Extracting the Postal Codes from Addresses of Hospitals in British Columbia – An Exercise in SAS Text Processing

Introduction

In my job as a Biostatistical Analyst at the British Columbia (BC) Cancer Agency in Vancouver, I recently needed to get the postal codes for the hospitals in BC.  I found a data table of the hospitals with their addresses, but I needed to extract the postal codes from the addresses.  In this tutorial, I will show you some text processing techniques in SAS that I used to extract the postal codes from that raw data file.

* This blog post contains information licensed under the Open Government License – British Columbia.

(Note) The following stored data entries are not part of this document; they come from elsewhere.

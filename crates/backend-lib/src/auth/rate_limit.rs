// ============================
// crates/backend-lib/src/auth/rate_limit.rs
// ============================
//! Throttling of wrong room passwords per client address.

use dashmap::DashMap;
use std::net::IpAddr;
use std::sync::Arc;
use std::time::{Duration, Instant};
use tracing::warn;

/// How long failure counts are remembered without a lockout
const FAILURE_MEMORY: Duration = Duration::from_secs(24 * 60 * 60);

/// Entry in the throttle map
#[derive(Debug, Clone)]
struct FailureEntry {
    /// Number of failed attempts
    failed_attempts: u32,
    /// Time of the last failed attempt
    last_failure: Instant,
    /// When the lockout expires, if locked out
    lockout_expiry: Option<Instant>,
}

/// Rate limiter for password-protected joins
#[derive(Debug, Clone)]
pub struct JoinThrottle {
    /// Map of IP addresses to failure entries
    attempts: Arc<DashMap<IpAddr, FailureEntry>>,
    /// Maximum number of failed attempts before lockout
    max_attempts: u32,
    /// Duration of lockout period
    lockout_duration: Duration,
}

impl JoinThrottle {
    /// Create a new join throttle
    pub fn new(max_attempts: u32, lockout_duration: Duration) -> Self {
        Self {
            attempts: Arc::new(DashMap::new()),
            max_attempts,
            lockout_duration,
        }
    }

    /// Record a wrong password
    pub fn record_failure(&self, ip: IpAddr) {
        let now = Instant::now();

        let mut entry = self.attempts.entry(ip).or_insert_with(|| FailureEntry {
            failed_attempts: 0,
            last_failure: now,
            lockout_expiry: None,
        });

        // Reset if a previous lockout has expired
        if entry.lockout_expiry.is_some_and(|expiry| now >= expiry) {
            entry.failed_attempts = 0;
            entry.lockout_expiry = None;
        }

        entry.failed_attempts += 1;
        entry.last_failure = now;

        if entry.failed_attempts >= self.max_attempts && entry.lockout_expiry.is_none() {
            entry.lockout_expiry = Some(now + self.lockout_duration);
            warn!(%ip, "client locked out after repeated wrong room passwords");
        }
    }

    /// Record a successful password check
    pub fn record_success(&self, ip: IpAddr) {
        self.attempts.remove(&ip);
    }

    /// Check if an IP may attempt a password-protected join
    pub fn is_allowed(&self, ip: IpAddr) -> bool {
        match self.attempts.get(&ip) {
            Some(entry) => entry
                .lockout_expiry
                .is_none_or(|expiry| Instant::now() >= expiry),
            None => true,
        }
    }

    /// Clean up expired lockouts and stale counters
    pub fn cleanup(&self) {
        let now = Instant::now();

        self.attempts.retain(|_, entry| match entry.lockout_expiry {
            Some(expiry) => now < expiry,
            None => now.duration_since(entry.last_failure) < FAILURE_MEMORY,
        });
    }

    pub fn len(&self) -> usize {
        self.attempts.len()
    }

    pub fn is_empty(&self) -> bool {
        self.attempts.is_empty()
    }
}

#[cfg(test)]
mod tests {
    use super::*;
    use std::net::Ipv4Addr;

    const IP: IpAddr = IpAddr::V4(Ipv4Addr::new(10, 0, 0, 7));

    #[test]
    fn test_lockout_after_max_failures() {
        let throttle = JoinThrottle::new(3, Duration::from_secs(60));
        throttle.record_failure(IP);
        throttle.record_failure(IP);
        assert!(throttle.is_allowed(IP));
        throttle.record_failure(IP);
        assert!(!throttle.is_allowed(IP));

        // other clients are unaffected
        assert!(throttle.is_allowed(IpAddr::V4(Ipv4Addr::LOCALHOST)));
    }

    #[test]
    fn test_success_clears_failures() {
        let throttle = JoinThrottle::new(2, Duration::from_secs(60));
        throttle.record_failure(IP);
        throttle.record_success(IP);
        throttle.record_failure(IP);
        assert!(throttle.is_allowed(IP));
    }

    #[test]
    fn test_expired_lockout_is_lifted_and_swept() {
        let throttle = JoinThrottle::new(1, Duration::ZERO);
        throttle.record_failure(IP);
        assert!(throttle.is_allowed(IP));
        throttle.cleanup();
        assert!(throttle.is_empty());
    }
}
// ============================
// crates/backend-lib/src/lib.rs
// ============================
//! Core of the meeting-room relay: room state, admission, roles, lifecycle
//! and the WebSocket signaling server that drives them.

pub mod auth;
pub mod config;
pub mod coordinator;
pub mod error;
pub mod metrics;
pub mod registry;
pub mod room;
pub mod room_actor;
pub mod validation;
pub mod ws_router;

use std::sync::Arc;

use crate::config::Settings;
use crate::registry::RoomRegistry;

pub use ws_router::create_router;

/// Application state shared across all handlers
#[derive(Debug, Clone)]
pub struct AppState {
    /// Live rooms, tombstones and the join throttle
    pub registry: RoomRegistry,
    /// Settings the server was started with
    pub settings: Arc<Settings>,
}

impl AppState {
    /// Create a new application state
    pub fn new(settings: Settings) -> Self {
        let settings = Arc::new(settings);
        Self {
            registry: RoomRegistry::new(settings.clone()),
            settings,
        }
    }

    /// Create a new application state from `meetroom.toml` and the environment
    pub fn from_env() -> anyhow::Result<Self> {
        Ok(Self::new(Settings::load()?))
    }
}
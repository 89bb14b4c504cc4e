// ============================
// crates/backend-bin/src/main.rs
// ============================
//! Tokio / Axum entry-point for the meeting-room relay.
use std::net::SocketAddr;
use std::path::PathBuf;
use std::sync::Arc;

use anyhow::Context;
use backend_lib::{
    config::{LogFormat, Settings, DEFAULT_CONFIG_FILE},
    create_router, AppState,
};
use clap::Parser;
use tokio::net::TcpListener;
use tower_http::cors::{Any, CorsLayer};
use tracing::info;
use tracing_subscriber::{layer::SubscriberExt, util::SubscriberInitExt, EnvFilter};

/// Meeting-room signaling relay
#[derive(Debug, Parser)]
#[command(version, about)]
struct Args {
    /// TOML settings file; missing files fall back to defaults
    #[arg(long, env = "MEETROOM_CONFIG", default_value = DEFAULT_CONFIG_FILE)]
    config: PathBuf,

    /// Override the configured bind address
    #[arg(long)]
    bind: Option<SocketAddr>,
}

fn init_tracing(settings: &Settings) {
    let filter = EnvFilter::try_from_default_env()
        .unwrap_or_else(|_| EnvFilter::new(&settings.log_level));
    let registry = tracing_subscriber::registry().with(filter);
    match settings.log_format {
        LogFormat::Pretty => registry.with(tracing_subscriber::fmt::layer()).init(),
        LogFormat::Json => registry
            .with(tracing_subscriber::fmt::layer().json().with_current_span(true))
            .init(),
    }
}

async fn shutdown_signal() {
    if let Err(e) = tokio::signal::ctrl_c().await {
        tracing::error!(error = %e, "failed to listen for ctrl-c");
        std::future::pending::<()>().await;
    }
    info!("shutdown requested");
}

#[tokio::main]
async fn main() -> anyhow::Result<()> {
    let args = Args::parse();

    let mut settings = Settings::load_from(&args.config)
        .with_context(|| format!("loading settings from {}", args.config.display()))?;
    if let Some(bind) = args.bind {
        settings.bind_addr = bind;
    }
    init_tracing(&settings);

    let state = Arc::new(AppState::new(settings));
    let sweeper = state.registry.spawn_sweeper();

    let cors = CorsLayer::new()
        .allow_origin(Any)
        .allow_methods(Any)
        .allow_headers(Any);
    let app = create_router(state.clone()).layer(cors);

    let addr = state.settings.bind_addr;
    let listener = TcpListener::bind(addr)
        .await
        .with_context(|| format!("binding {addr}"))?;
    info!(%addr, "listening");

    axum::serve(
        listener,
        app.into_make_service_with_connect_info::<SocketAddr>(),
    )
    .with_graceful_shutdown(shutdown_signal())
    .await?;

    sweeper.abort();
    info!("server stopped");
    Ok(())
}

Read the rest of this post to get the SAS code for extracting the postal codes and the final spreadsheet that contains the postal codes of the hospitals in British Columbia!

The Raw Data File

A quick search on Google led me to a PDF file of the addresses of the hospitals in British Columbia.  Thanks to Daphne Guh from the Centre for Health Evaluation and Outcome Sciences (CHEOS), I obtained an Excel spreadsheet of the same table – click here to download this spreadsheet.  (I later learned that you can convert tables from PDF to Excel using Adobe Acrobat X Pro.).  This was my input for my SAS program for extracting the postal codes.  The hospitals are uniquely identified by their facility numbers.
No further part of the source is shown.